Don't mind me, I've just got Guns N' Roses on the mind today. Must be because I went to the store today and discovered they were on the cover of the latest issue of Rolling Stone. Why didn't I discover that much earlier, you ask? Because the U.S. Postal Service is full of cocksucking thieves who keep raping my subscription to the point where I'm MAYBE getting 1 out of every 3 issues after the final trickle down concludes.
What does it say about the state of music today that Rolling Stone magazine has Guns N' Roses on the cover - not because they're releasing Chinese Democracy or did anything otherwise newsworthy - but because July marked the 20th anniversary of the release of their debut album, Appetite For Destruction?
Ahh, Ape Tit ... Appetite ... I get it now kinda sorta not really.
I've always held the opinion that their dual-release Use Your Illusion I and Use Your Illusion II (in stores as separate albums on the exact same day, both debuting at number 2 and number 1 respectively; to go on to sell over 7 million albums apiece) is by far superior to Appetite. I've also held the opinion that Appetite isn't even the best metal/rock album of the 1980s - that would go to Metallica for their Master of Puppets release in 1986, a full year earlier and without any of the singles or radio play.
So, what's so great about Ape Tit?
To the untrained eye, it's just three singles and a lot of filler: Welcome To The Jungle, Paradise City, Sweet Child O' Mine. Granted, those singles - particularly the rollicking Paradise City - comprise Guns N' Roses at their finest. But, in between those Everestesque peaks reside some Kilimanjaro-like summits as well.
Mr. Brownstone is probably the greatest track never to become an official single (unless it was, then I apologize); it's just too bad that psycho fuck who shot up the Virgina Tech campus decided to utilize it in one of his GAWD-awful mini-plays that they plastered all over the Internet after he died. I really hate it when writers use songs I like in their crappy stories.
Out Ta Get Me is a screaming thrill ride that shows up right after Nightrain which itself is like a powerpunch to the thorax. Completing the A-side of the album, in reverse order, is It's So Easy, a single in Britain that should've gotten more credit than it did over here.
The B-Side of the album isn't nearly so epic. Here, we get - somewhat - the Softer Side of GN'R. Songs made for women, sung like women, at half the tempo and ferocity as the A-Side crew. Lyrics are kind of derivative, nevertheless, there's a rocking, quick-paced version of You're Crazy towards the end that's a markedly different animal than the slower, acoustic version on their follow-up EP, Lies.

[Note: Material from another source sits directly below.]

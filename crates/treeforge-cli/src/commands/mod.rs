pub mod generate;
pub mod inspect;
pub mod pack;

The album closes with - as I mentioned in the last article - Axl fucking Steven Adler's girlfriend in the middle of Rocket Queen. Here, we get a taste of things to come. There are two songs that eclipse 6 minutes on this album, Paradise City being the other one. While nothing they would ever make would match the intensity - not to mention the mindfuck of a guitar solo at the end - of Paradise, Rocket Queen sort of became the formula by which all future Epic Songs would be crafted.
Those Epic Songs being on the Use Your Illusion albums. Songs of length 7 minutes or more; there were about 4 to come. These are songs of high-fallutin' falsetto, lots of shifting musical progressions, a long bridge in the middle with a guitar solo coming out of it, and the closing couple minutes being the climactic unleashing of the final sets of lyrics, having been built up to throughout the duration of the song.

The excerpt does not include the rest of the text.